October will mark my 12 year wedding anniversary. We do not have children. On 11/29/06 I found out my husband had been having an affair. I had to use his cell phone because mine wasn't working. There was a msg there that I listened to and it was the ow. So, big blowout that lasted a few weeks.

He was very remorseful, however I don't once recall seeing him shed a tear. Said he was at a bar one night and she came up and kissed him, and one thing led to another. Said he only saw her (for sex) once a month or so, but acknowledged they did talk on the phone a lot.

I immediately went online to print his entire phone records. He called her every morning on his way to work. And several other times throughout the day. The only reason I believe he could possibly have been telling the truth about how often they see eachother is that she lives an hour away, and his work schedule would hardly have allowed for him to get away to be with her.

I shared the information with a couple of my close friends, but nobody else. BIG mistake. I should have told everyone I know about it! Three weeks ago I came home late from work and he was sleeping. For whatever reason, I snooped through his cell phone. I had stopped doing that some time ago, but something told me I needed to look. Well, what'dya know...there was a text from him to her that very morning. Saying, 'how are you, what's up'. Very ironic that I caught it the very same day he initiated contact again, but thank God I caught it in time.
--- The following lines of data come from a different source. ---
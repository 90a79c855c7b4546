use serde::{Deserialize, Serialize};
use serde_json::{Map, Value};

const UNKNOWN_SATELLITE: &str = "Unknown satellite";

/// Satellite record as returned by the catalog
///
/// The record is server-defined. Known descriptive fields are typed; every
/// other field is kept in `extra` so the record can be sent back unchanged
/// as part of a request's selection.
#[derive(Debug, Clone, PartialEq, Default, Serialize, Deserialize)]
pub struct Satellite {
    #[serde(default, skip_serializing_if = "Option::is_none")]
    pub name_of_satellite: Option<String>,
    #[serde(default, skip_serializing_if = "Option::is_none")]
    pub alternate_names: Option<String>,
    #[serde(default, skip_serializing_if = "Option::is_none")]
    pub country_un_registry: Option<String>,
    #[serde(default, skip_serializing_if = "Option::is_none")]
    pub country_operator_owner: Option<String>,
    #[serde(default, skip_serializing_if = "Option::is_none")]
    pub operator_owner: Option<String>,
    #[serde(default, skip_serializing_if = "Option::is_none")]
    pub purpose: Option<String>,
    #[serde(default, skip_serializing_if = "Option::is_none")]
    pub detailed_purpose: Option<String>,
    #[serde(default, skip_serializing_if = "Option::is_none")]
    pub sustainability_class: Option<String>,
    #[serde(flatten)]
    pub extra: Map<String, Value>,
}

impl Satellite {
    /// Creates a record carrying only a name
    pub fn named(name: impl Into<String>) -> Self {
        Self {
            name_of_satellite: Some(name.into()),
            ..Default::default()
        }
    }

    pub fn with_classification(mut self, label: impl Into<String>) -> Self {
        self.sustainability_class = Some(label.into());
        self
    }

    /// Identity used for selection: the satellite name
    pub fn identity(&self) -> Option<&str> {
        self.name_of_satellite.as_deref()
    }

    /// Name to display, falling back to the raw catalog object name
    pub fn display_name(&self) -> &str {
        self.name_of_satellite
            .as_deref()
            .or_else(|| self.extra_str("OBJECT_NAME"))
            .filter(|name| !name.is_empty())
            .unwrap_or(UNKNOWN_SATELLITE)
    }

    /// Server-provided classification label, if any
    pub fn classification_label(&self) -> Option<&str> {
        self.sustainability_class
            .as_deref()
            .or_else(|| self.extra_str("SUSTAINABILITY_CLASS"))
    }

    /// Descriptive lines shown under the name, skipping empty fields
    pub fn details(&self) -> Vec<(&'static str, &str)> {
        [
            ("Alt", &self.alternate_names),
            ("UN Registry", &self.country_un_registry),
            ("Country/Operator", &self.country_operator_owner),
            ("Owner", &self.operator_owner),
            ("Purpose", &self.purpose),
            ("Detailed", &self.detailed_purpose),
        ]
        .into_iter()
        .filter_map(|(label, value)| {
            value
                .as_deref()
                .filter(|v| !v.is_empty())
                .map(|v| (label, v))
        })
        .collect()
    }

    fn extra_str(&self, key: &str) -> Option<&str> {
        self.extra.get(key).and_then(Value::as_str)
    }
}
use super::Language;
use crate::shared::error::PortalError;
use serde::{Deserialize, Deserializer, Serialize, Serializer};
use std::str::FromStr;

/// Sustainability classification assigned to a satellite by the portal
///
/// The canonical value is the one the portal stores and filters on; it is
/// the same regardless of the interface language. Only the labels returned
/// by [`Classification::option_label`] and [`Classification::badge_label`]
/// change with the active [`Language`].
#[derive(Debug, Clone, Copy, PartialEq, Eq, Hash)]
pub enum Classification {
    Gold,
    Silver,
    Bronze,
    Pending,
}

/// Visual tier used when rendering a classification badge
#[derive(Debug, Clone, Copy, PartialEq, Eq)]
pub enum BadgeTier {
    Gold,
    Silver,
    Bronze,
}

impl Classification {
    /// All classifications in the order they are offered for selection
    pub const ALL: [Classification; 4] = [
        Classification::Gold,
        Classification::Silver,
        Classification::Bronze,
        Classification::Pending,
    ];

    /// Language-independent value exchanged with the portal API
    pub fn canonical(self) -> &'static str {
        match self {
            Classification::Gold => "OURO",
            Classification::Silver => "PRATA",
            Classification::Bronze => "BRONZE",
            Classification::Pending => "PENDENTE DE CLASSIFICAÇÃO",
        }
    }

    /// Label shown in the classification selector
    pub fn option_label(self, language: Language) -> &'static str {
        match (language, self) {
            (Language::Pt, c) => c.canonical(),
            (Language::En, Classification::Gold) => "GOLD",
            (Language::En, Classification::Silver) => "SILVER",
            (Language::En, Classification::Bronze) => "BRONZE",
            (Language::En, Classification::Pending) => "PENDING",
        }
    }

    /// Label shown on a satellite result badge
    pub fn badge_label(self, language: Language) -> &'static str {
        match (language, self) {
            (Language::En, Classification::Pending) => "PENDING CLASSIFICATION",
            (language, c) => c.option_label(language),
        }
    }

    /// Pending satellites share the silver styling
    pub fn tier(self) -> BadgeTier {
        match self {
            Classification::Gold => BadgeTier::Gold,
            Classification::Silver | Classification::Pending => BadgeTier::Silver,
            Classification::Bronze => BadgeTier::Bronze,
        }
    }

    /// Recognises a server-provided label in either language
    ///
    /// Returns `None` for labels outside the closed set; callers display
    /// those verbatim.
    pub fn from_label(label: &str) -> Option<Self> {
        match label.trim().to_uppercase().as_str() {
            "OURO" | "GOLD" => Some(Classification::Gold),
            "PRATA" | "SILVER" => Some(Classification::Silver),
            "BRONZE" => Some(Classification::Bronze),
            "PENDENTE DE CLASSIFICAÇÃO" | "PENDING" | "PENDING CLASSIFICATION" => {
                Some(Classification::Pending)
            }
            _ => None,
        }
    }
}

/// Display label and tier for an arbitrary server label
///
/// Unrecognised labels are upper-cased and rendered with the bronze tier.
pub fn badge_for(label: &str, language: Language) -> (String, BadgeTier) {
    match Classification::from_label(label) {
        Some(class) => (class.badge_label(language).to_string(), class.tier()),
        None => (label.to_uppercase(), BadgeTier::Bronze),
    }
}

impl std::fmt::Display for Classification {
    fn fmt(&self, f: &mut std::fmt::Formatter<'_>) -> std::fmt::Result {
        f.write_str(self.canonical())
    }
}

impl FromStr for Classification {
    type Err = PortalError;

    fn from_str(s: &str) -> Result<Self, Self::Err> {
        Classification::from_label(s).ok_or_else(|| PortalError::UnknownClassification {
            value: s.to_string(),
        })
    }
}

impl Serialize for Classification {
    fn serialize<S: Serializer>(&self, serializer: S) -> Result<S::Ok, S::Error> {
        serializer.serialize_str(self.canonical())
    }
}

impl<'de> Deserialize<'de> for Classification {
    fn deserialize<D: Deserializer<'de>>(deserializer: D) -> Result<Self, D::Error> {
        let label = String::deserialize(deserializer)?;
        label.parse().map_err(serde::de::Error::custom)
    }
}
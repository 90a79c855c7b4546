use crate::application::dto::SubmissionPayload;
use crate::portal::domain::Satellite;
use crate::portal::services::CatalogQuery;
use crate::ports::outbound::{GatewayResponse, RequestGateway, SatelliteCatalog};
use crate::shared::error::PortalError;
use crate::shared::Result;
use anyhow::Context;
use async_trait::async_trait;
use reqwest::Url;
use serde::Deserialize;
use serde_json::Value;
use tracing::{debug, warn};

#[derive(Debug, Deserialize)]
struct HealthStatus {
    status: String,
}

/// PortalApiClient adapter for the OrbitHub portal REST API
///
/// Implements both the SatelliteCatalog and RequestGateway ports against
/// a single base URL. Requests are sent once: there is no retry and no
/// client-side timeout.
#[derive(Debug, Clone)]
pub struct PortalApiClient {
    client: reqwest::Client,
    base_url: Url,
}

impl PortalApiClient {
    const SATELLITES_PATH: &'static str = "satellites";
    const REQUEST_PATH: &'static str = "portal/request";
    const HEALTH_PATH: &'static str = "health";

    /// Creates a client for the given API base URL
    ///
    /// # Errors
    /// Returns [`PortalError::InvalidApiUrl`] if the URL is not an absolute
    /// http(s) URL, or an error if the HTTP client cannot be built.
    pub fn new(base_url: &str) -> Result<Self> {
        let base_url = Self::parse_base_url(base_url)?;
        let version = env!("CARGO_PKG_VERSION");
        let user_agent = format!("orbithub-portal/{}", version);
        let client = reqwest::Client::builder().user_agent(user_agent).build()?;

        Ok(Self { client, base_url })
    }

    /// Validates a base URL and normalizes it to end with `/`
    pub fn parse_base_url(raw: &str) -> std::result::Result<Url, PortalError> {
        let invalid = |reason: String| PortalError::InvalidApiUrl {
            url: raw.to_string(),
            reason,
        };

        let mut url = Url::parse(raw.trim()).map_err(|e| invalid(e.to_string()))?;
        if !matches!(url.scheme(), "http" | "https") {
            return Err(invalid(format!("unsupported scheme '{}'", url.scheme())));
        }
        if url.query().is_some() || url.fragment().is_some() {
            return Err(invalid(
                "base URL must not carry a query or fragment".to_string(),
            ));
        }
        if !url.path().ends_with('/') {
            let path = format!("{}/", url.path());
            url.set_path(&path);
        }
        Ok(url)
    }

    pub fn base_url(&self) -> &Url {
        &self.base_url
    }

    fn endpoint(&self, path: &str) -> Result<Url> {
        self.base_url
            .join(path)
            .with_context(|| format!("Failed to build URL for '{}'", path))
    }

    /// URL of a catalog search, including the encoded query string
    pub fn search_url(&self, query: &CatalogQuery) -> Result<Url> {
        let mut url = self.endpoint(Self::SATELLITES_PATH)?;
        url.set_query(Some(&query.to_query_string()));
        Ok(url)
    }

    /// Asks the portal whether it is up
    ///
    /// # Returns
    /// The status string reported by the API (`"ok"` when healthy)
    pub async fn health(&self) -> Result<String> {
        let url = self.endpoint(Self::HEALTH_PATH)?;
        let response = self.client.get(url.clone()).send().await?;

        if !response.status().is_success() {
            return Err(PortalError::HealthCheckFailed {
                url: url.to_string(),
                status: response.status().as_u16(),
            }
            .into());
        }

        let health: HealthStatus = response
            .json()
            .await
            .context("Portal health endpoint did not return a status object")?;
        Ok(health.status)
    }
}

#[async_trait]
impl SatelliteCatalog for PortalApiClient {
    async fn search(&self, query: &CatalogQuery) -> Result<Vec<Satellite>> {
        let url = self.search_url(query)?;
        debug!(%url, "GET satellites");

        let response = self.client.get(url.clone()).send().await?;
        if !response.status().is_success() {
            return Err(PortalError::CatalogQueryFailed {
                url: url.to_string(),
                status: response.status().as_u16(),
            }
            .into());
        }

        let satellites: Vec<Satellite> = response
            .json()
            .await
            .context("Satellite catalog returned an unexpected response body")?;
        Ok(satellites)
    }
}

#[async_trait]
impl RequestGateway for PortalApiClient {
    async fn submit(&self, payload: &SubmissionPayload) -> Result<GatewayResponse> {
        let url = self.endpoint(Self::REQUEST_PATH)?;
        debug!(%url, "POST portal request");

        let response = self.client.post(url).json(payload).send().await?;
        let status = response.status();
        if status.is_success() {
            return Ok(GatewayResponse::Accepted);
        }

        let body = response.bytes().await?;
        let error = serde_json::from_slice::<Value>(&body).ok();
        if error.is_none() && !body.is_empty() {
            warn!(status = status.as_u16(), "error response body is not JSON");
        }
        Ok(GatewayResponse::Rejected {
            status: status.as_u16(),
            error,
        })
    }
}
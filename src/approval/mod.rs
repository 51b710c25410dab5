//! Approval Gate
//!
//! Durable store of approval requests plus the single- and dual-approver
//! checkpoint protocols the pipeline blocks on.
//!
//! A human saying "no" is a [`Verdict::Rejected`] value, never an error.
//! [`GateError`] is reserved for the approval subsystem itself breaking
//! (unknown id, storage unreachable, decision channel gone).

mod channel;
mod gate;
mod models;
mod store;

pub use channel::{DecisionChannel, HttpDecisionChannel, QueuedDecisionChannel, Solicitation};
pub use gate::{ApprovalGate, DualVerdict, GateError, Verdict};
pub use models::{Agent, ApprovalAction, ApprovalRequest, ApprovalStatus, Decision};
pub use store::{ApprovalStore, FileApprovalStore, MemoryApprovalStore, SwapOutcome};
//! Error handling module
//!
//! HTTP-facing error type. Domain errors from the gate, governor, audit log
//! and history convert into [`AppError`], which renders the uniform
//! `{success, message, error, code}` body.

use crate::approval::GateError;
use crate::audit::AuditError;
use crate::pipeline::{DeployError, HistoryError};
use axum::{
    http::StatusCode,
    response::{IntoResponse, Response},
    Json,
};
use serde::Serialize;
use thiserror::Error;
use tracing::error;

/// Application-wide error type
#[derive(Error, Debug)]
pub enum AppError {
    #[error("Validation error: {0}")]
    Validation(String),

    #[error("Not found: {0}")]
    NotFound(String),

    #[error("Conflict: {0}")]
    Conflict(String),

    #[error("Service unavailable: {0}")]
    Unavailable(String),

    #[error("Internal error: {0}")]
    Internal(String),
}

/// Error response structure
#[derive(Serialize)]
pub struct ErrorResponse {
    pub success: bool,
    pub message: String,
    #[serde(skip_serializing_if = "Option::is_none")]
    pub error: Option<String>,
    #[serde(skip_serializing_if = "Option::is_none")]
    pub code: Option<String>,
}

impl From<GateError> for AppError {
    fn from(err: GateError) -> Self {
        match err {
            GateError::NotFound(_) => AppError::NotFound(err.to_string()),
            GateError::AlreadyResolved { .. } | GateError::ApproverRefused(_) => AppError::Conflict(err.to_string()),
            GateError::Validation(msg) => AppError::Validation(msg),
            GateError::Storage(_) | GateError::Channel(_) => AppError::Unavailable(err.to_string()),
        }
    }
}

impl From<DeployError> for AppError {
    fn from(err: DeployError) -> Self {
        match err {
            DeployError::Validation(msg) => AppError::Validation(msg),
            DeployError::NoPreviousVersion(_) => AppError::NotFound(err.to_string()),
            DeployError::Gate(gate) => gate.into(),
        }
    }
}

impl From<AuditError> for AppError {
    fn from(err: AuditError) -> Self {
        AppError::Unavailable(err.to_string())
    }
}

impl From<HistoryError> for AppError {
    fn from(err: HistoryError) -> Self {
        AppError::Unavailable(err.to_string())
    }
}

impl IntoResponse for AppError {
    fn into_response(self) -> Response {
        let (status, error_code, message, details) = match &self {
            AppError::Validation(msg) => (StatusCode::BAD_REQUEST, "VALIDATION_ERROR", msg.clone(), None),
            AppError::NotFound(msg) => (StatusCode::NOT_FOUND, "NOT_FOUND", msg.clone(), None),
            AppError::Conflict(msg) => (StatusCode::CONFLICT, "CONFLICT", msg.clone(), None),
            AppError::Unavailable(msg) => {
                error!("Service unavailable: {}", msg);
                (
                    StatusCode::SERVICE_UNAVAILABLE,
                    "SERVICE_UNAVAILABLE",
                    "A backing store is unavailable".to_string(),
                    Some(msg.clone()),
                )
            }
            AppError::Internal(msg) => {
                error!("Internal error: {}", msg);
                (
                    StatusCode::INTERNAL_SERVER_ERROR,
                    "INTERNAL_ERROR",
                    "An internal error occurred".to_string(),
                    Some(msg.clone()),
                )
            }
        };

        let body = Json(ErrorResponse {
            success: false,
            message,
            error: details,
            code: Some(error_code.to_string()),
        });

        (status, body).into_response()
    }
}

/// Result type alias for API handlers
pub type ApiResult<T> = Result<T, AppError>;

/// Helper function to create a validation error
pub fn validation_error(msg: impl Into<String>) -> AppError {
    AppError::Validation(msg.into())
}

/// Helper function to create a not found error
pub fn not_found_error(msg: impl Into<String>) -> AppError {
    AppError::NotFound(msg.into())
}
Upon confronting him this time I asked WTH he would do this to me again. His response? Stress. Money has been a huge issue for us for many years, and he says she used to be his escape from the stress of his every day life. He claims he does not love her, and "absolutely not" does he want to be with her. He claims over and over that he loves me and he wants to be with me forever. BUT he doesn't want to do what I ask of him (counseling).

Now I realize I was an IDIOT to not demand counseling the first time around. I can see quite clearly how I should have handled things. He wanted to brush it under the rug and forget about it, and I guess in a way I did too. It was too painful to think about it day in and day out, and in time I learned to forgive and I tried to forget. I began to trust him again, and just when I did...BAM...I got hit again.

He initially refused counseling. Says he doesn't believe in them. Well, really, I think he is just a chicken, thinking he will be attacked. We did marriage counseling 5 years ago for a couple of sessions...he was not keeping down a job and I got fed up and moved out. Went to counseling and worked things out, and he changed dramatically for the better. Things were going great. We finally were able to purchase a beautiful home 3 years ago. I thought things were going so great. But anyway...

My question is how to proceed from here. I know looking at it on paper, the answer seems an obvious LEAVE HIM! (especially since we don't have children). But it's so much easier said than done. I love him. Obviously I do or I would have left already. I told his Mom, who he is very close to. She was very supportive of me and gave him a big talking to, and his dad did the same. They do not approve of his actions, and the will support me in whatever I decide to do. I haven't told my family though. I know for certain they would never be able to forgive him, and right now that's more drama that I am prepared to deal with.

Reading Dr. Harley's book (SAA) was helpful, but I am struggling with the Plan A and Plan B. Although I see the validity of it, I'm not prepared to move out once I get to plan B. If I move out, it's for good. I'm not going down the separation road again. Or, if he's claiming he wants to stay and 'be with me forever', then are we in R? Honestly I know recovery only works if we BOTH work on the marriage. So, I guess I don't know where we are at right now!

I've scheduled a counseling appt on my own for next week, and he hasn't responded yet if he will join me. Ultimately I know in my heart if he refuses, there is no hope to save this marriage. I am the caretaker in this relationship, and I don't want to fix us on my own. I need him to give a little too, ya know?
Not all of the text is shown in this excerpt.